Chemoselective Dual Labeling of Native and Recombinant Proteins

Bikram Keshari Agrawalla ‡,, Tao Wang †,§, Andreas Riegger ‡,, Matthias P Domogalla ∥,, Kerstin Steinbrink , Thilo Dörfler , Xi Chen , Felix Boldt , Markus Lamla , Jens Michaelis , Seah Ling Kuan ‡,†,*, Tanja Weil ‡,†,*
PMCID: PMC6242188  PMID: 29231709

Abstract

graphic file with name bc-2017-00675w_0007.jpg

The attachment of two different functionalities in a site-selective fashion represents a great challenge in protein chemistry. We report site specific dual functionalizations of peptides and proteins capitalizing on reactivity differences of cysteines in their free (thiol) and protected, oxidized (disulfide) forms. The dual functionalization of interleukin 2 and EYFP proceeded with no loss of bioactivity in a stepwise fashion applying maleimide and disulfide rebridging allyl-sulfone groups. In order to ensure broader applicability of the functionalization strategy, a novel, short peptide sequence that introduces a disulfide bridge was designed and site-selective dual labeling in the presence of biogenic groups was successfully demonstrated.

Introduction

Site-selective modification of native proteins has grown as a vibrant field of research due to its diverse therapeutic and diagnostic applications.1,2 Desired functional properties can be introduced to the protein of interest through modifications by synthetic molecules.3 The field has since advanced beyond monofunctionalization, and the development of dual modification strategies for increasing the functionalities of proteins has received interest in recent years.4,5 In this context, Francis and Paavola et al. have reported pyridincarboxaldehyde as a tool for N-terminal protein modification and have demonstrated dual modification in combination with other bioorthogonal handles.6 Targeting cysteine (Cys) residues has also become a strategy of choice for introducing more than one functionality at distinct sites. Rathner et al. have explored dual functionalization of proteins based on the reactivity variations of different unpaired thiols.7 However, this approach requires identifying proteins bearing two unpaired Cys residues with sufficient nucleophilicity differences.

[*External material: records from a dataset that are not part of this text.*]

use axum::Json;
use serde_json::{json, Value};

/// Liveness probe
pub async fn ping() -> Json<Value> {
    Json(json!({ "success": true }))
}
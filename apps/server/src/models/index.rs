//! Search index documents
//!
//! One `CompositionBody` is stored per composition id. Its
//! `operationHistories` array is append-only.

use crvs_models::EventType;
use serde::{Deserialize, Serialize};
use serde_json::Value;
use std::collections::BTreeMap;

#[derive(Debug, Clone, Default, PartialEq, Serialize, Deserialize)]
#[serde(rename_all = "camelCase")]
pub struct CompositionBody {
    #[serde(skip_serializing_if = "Option::is_none")]
    pub composition_id: Option<String>,
    /// Composition type code, e.g. `birth-notification`
    #[serde(skip_serializing_if = "Option::is_none")]
    pub composition_type: Option<String>,
    #[serde(skip_serializing_if = "Option::is_none")]
    pub event: Option<EventType>,
    /// Registration status this body is being written for
    #[serde(rename = "type", skip_serializing_if = "Option::is_none")]
    pub type_: Option<String>,
    #[serde(skip_serializing_if = "Option::is_none")]
    pub tracking_id: Option<String>,
    #[serde(skip_serializing_if = "Option::is_none")]
    pub registration_number: Option<String>,
    #[serde(skip_serializing_if = "Option::is_none")]
    pub event_location_id: Option<String>,
    #[serde(skip_serializing_if = "Option::is_none")]
    pub declaration_location_id: Option<String>,
    #[serde(skip_serializing_if = "Option::is_none")]
    pub contact_relationship: Option<String>,
    #[serde(skip_serializing_if = "Option::is_none")]
    pub contact_number: Option<String>,
    #[serde(skip_serializing_if = "Option::is_none")]
    pub contact_email: Option<String>,
    #[serde(skip_serializing_if = "Option::is_none")]
    pub date_of_declaration: Option<String>,
    #[serde(skip_serializing_if = "Option::is_none")]
    pub reject_reason: Option<String>,
    #[serde(skip_serializing_if = "Option::is_none")]
    pub reject_comment: Option<String>,
    #[serde(default, skip_serializing_if = "Vec::is_empty")]
    pub relates_to: Vec<String>,
    #[serde(skip_serializing_if = "Option::is_none")]
    pub created_by: Option<String>,
    /// Practitioner id of the last operator
    #[serde(skip_serializing_if = "Option::is_none")]
    pub updated_by: Option<String>,
    #[serde(skip_serializing_if = "Option::is_none")]
    pub created_at: Option<String>,
    #[serde(skip_serializing_if = "Option::is_none")]
    pub modified_at: Option<String>,
    #[serde(skip_serializing_if = "Option::is_none")]
    pub assignment: Option<Assignment>,
    #[serde(default, skip_serializing_if = "Vec::is_empty")]
    pub operation_histories: Vec<OperationHistory>,
    /// Event specific name, date and identifier fields
    /// (`childFirstNames`, `motherDoB`, `deceasedIdentifier`, ...)
    #[serde(flatten)]
    pub details: BTreeMap<String, Value>,
}

impl CompositionBody {
    pub fn detail(&self, key: &str) -> Option<&str> {
        self.details.get(key).and_then(Value::as_str)
    }

    pub fn set_detail(&mut self, key: &str, value: Option<String>) {
        if let Some(value) = value.filter(|v| !v.is_empty()) {
            self.details.insert(key.to_string(), Value::String(value));
        }
    }

    /// Status of the most recent history entry
    pub fn previous_status(&self) -> Option<&str> {
        self.operation_histories
            .last()
            .map(|h| h.operation_type.as_str())
    }
}

#[derive(Debug, Clone, Default, PartialEq, Serialize, Deserialize)]
#[serde(rename_all = "camelCase")]
pub struct Assignment {
    pub user_id: String,
    pub first_name: String,
    pub last_name: String,
    pub office_name: String,
}

/// One recorded status transition
#[derive(Debug, Clone, Default, PartialEq, Serialize, Deserialize)]
#[serde(rename_all = "camelCase")]
pub struct OperationHistory {
    pub operation_type: String,
    #[serde(skip_serializing_if = "Option::is_none")]
    pub operated_on: Option<String>,
    #[serde(default)]
    pub operator_role: String,
    #[serde(default)]
    pub operator_first_names: String,
    #[serde(default)]
    pub operator_family_name: String,
    #[serde(default)]
    pub operator_first_names_locale: String,
    #[serde(default)]
    pub operator_family_name_locale: String,
    #[serde(default)]
    pub operator_office_name: String,
    #[serde(default)]
    pub operator_office_alias: Vec<String>,
    #[serde(skip_serializing_if = "Option::is_none")]
    pub reject_reason: Option<String>,
    #[serde(skip_serializing_if = "Option::is_none")]
    pub reject_comment: Option<String>,
    #[serde(skip_serializing_if = "Option::is_none")]
    pub notification_facility_name: Option<String>,
    #[serde(skip_serializing_if = "Option::is_none")]
    pub notification_facility_alias: Option<Vec<String>>,
    #[serde(skip_serializing_if = "Option::is_none")]
    pub correction: Option<Vec<Correction>>,
}

/// Field level change recorded with a correction request
#[derive(Debug, Clone, Default, PartialEq, Serialize, Deserialize)]
#[serde(rename_all = "camelCase")]
pub struct Correction {
    pub section: String,
    pub field_name: String,
    pub old_value: String,
    pub new_value: String,
}

/// Elasticsearch hit
#[derive(Debug, Clone, PartialEq, Deserialize)]
pub struct SearchHit {
    #[serde(rename = "_id")]
    pub id: String,
    #[serde(rename = "_score", default)]
    pub score: f64,
    #[serde(rename = "_source", default)]
    pub source: CompositionBody,
}

/// Potential duplicate of a record
#[derive(Debug, Clone, PartialEq, Serialize, Deserialize)]
#[serde(rename_all = "camelCase")]
pub struct DuplicateRef {
    pub id: String,
    #[serde(skip_serializing_if = "Option::is_none")]
    pub tracking_id: Option<String>,
}
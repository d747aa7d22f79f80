use crate::codes::CRVS_OFFICE_TYPE;
use crate::common::complex::{CodeableConcept, Identifier, Reference};
use crate::extension::ExtensionList;
use serde::{Deserialize, Serialize};
use serde_json::Value;
use std::collections::HashMap;

fn default_resource_type() -> String {
    "Location".to_string()
}

/// Office, health facility or administrative area
#[derive(Debug, Clone, Default, PartialEq, Serialize, Deserialize)]
#[serde(rename_all = "camelCase")]
pub struct Location {
    #[serde(default = "default_resource_type")]
    pub resource_type: String,

    #[serde(skip_serializing_if = "Option::is_none")]
    pub id: Option<String>,

    #[serde(default, skip_serializing_if = "Vec::is_empty")]
    pub identifier: Vec<Identifier>,

    #[serde(skip_serializing_if = "Option::is_none")]
    pub name: Option<String>,

    /// Alternative names, the first one is the secondary-locale name
    #[serde(default, skip_serializing_if = "Vec::is_empty")]
    pub alias: Vec<String>,

    #[serde(skip_serializing_if = "Option::is_none")]
    pub status: Option<String>,

    #[serde(rename = "type", skip_serializing_if = "Option::is_none")]
    pub type_: Option<CodeableConcept>,

    #[serde(skip_serializing_if = "Option::is_none")]
    pub part_of: Option<Reference>,

    #[serde(default, skip_serializing_if = "ExtensionList::is_empty")]
    pub extension: ExtensionList,

    #[serde(flatten)]
    pub additional: HashMap<String, Value>,
}

impl Location {
    pub fn is_office(&self) -> bool {
        self.type_
            .as_ref()
            .and_then(CodeableConcept::first_code)
            .is_some_and(|code| code == CRVS_OFFICE_TYPE)
    }

    /// Parent reference, treating `Location/0` as the root
    pub fn parent_reference(&self) -> Option<&str> {
        self.part_of
            .as_ref()
            .and_then(|r| r.reference.as_deref())
            .filter(|r| *r != "Location/0")
    }

    pub fn reference(&self) -> Option<String> {
        self.id.as_ref().map(|id| format!("Location/{id}"))
    }
}
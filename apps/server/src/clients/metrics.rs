use super::{ensure_success, join_url, MetricsClient};
use crate::Result;
use async_trait::async_trait;
use crvs_models::{Bundle, EventType};

pub struct HttpMetricsClient {
    client: reqwest::Client,
    base_url: String,
}

impl HttpMetricsClient {
    pub fn new(client: reqwest::Client, base_url: impl Into<String>) -> Self {
        Self {
            client,
            base_url: base_url.into(),
        }
    }
}

#[async_trait]
impl MetricsClient for HttpMetricsClient {
    async fn post_event(
        &self,
        event: EventType,
        action: &str,
        bundle: &Bundle,
        bearer: &str,
    ) -> Result<()> {
        let url = join_url(
            &self.base_url,
            &format!("events/{}/{}", event.slug(), action),
        );
        let response = self
            .client
            .post(url)
            .header("Authorization", bearer)
            .json(bundle)
            .send()
            .await?;
        ensure_success("metrics", response).await?;
        Ok(())
    }
}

Sonntag et al. have reported an orthogonal dual cysteine labeling strategy by the temporary protection of an N-terminal cysteine unit in the form of a thiazolidine ring.8 Likewise, Caddick et al. have demonstrated dual modification of green fluorescent protein (GFP) by the systematic development of dual Cys mutants to introduce two different thiols of desired reactivities.9 Despite the repertoire of reagents to functionalize proteins, site-selective addition of multiple functional groups onto a single protein still remains a significant challenge.10,11

Reagents addressing disulfides in proteins have been exploited for diverse site-specific protein functionalization strategies.1216 It has been demonstrated previously that the proteins’ functions are retained after introduction of a disulfide rebridging reagent, e.g., for the site-selective incorporation of polyethylene glycol (PEG) polymers on native proteins.16 The abundant availability of surface accessible disulfide bonds in most proteins and minimum disturbance of the protein’s tertiary structure proved broad applicability of the disulfide rebridging technique.17,18 Recently, single step dual functionalization of disulfide in proteins has been achieved using aryloxymaleimide19 or the incorporation two orthogonal handles on the disulfide rebridging reagent.20,21

We have recently reported the synthesis of water-soluble allyl-sulfones that facilitate the site-selective functionalization at the disulfide of cyclic peptides or native proteins without the necessity to apply organic solvents.22 The allyl-sulfone has also been demonstrated to simultaneously introduce two different functionalities, e.g., a chromophore and an affinity tag at a single site by simple thiol-chemistry.22 However, the introduction of functionalities at two different sites is of particular interest for resolving the dynamics of peptides and proteins, e.g., by applying two chromophores that interact via Förster Resonance Energy Transfer (FRET). Relative positions of the chromophores can be detected at the single molecules level and allow elucidating protein folding or dynamic interactions that are associated with structural changes.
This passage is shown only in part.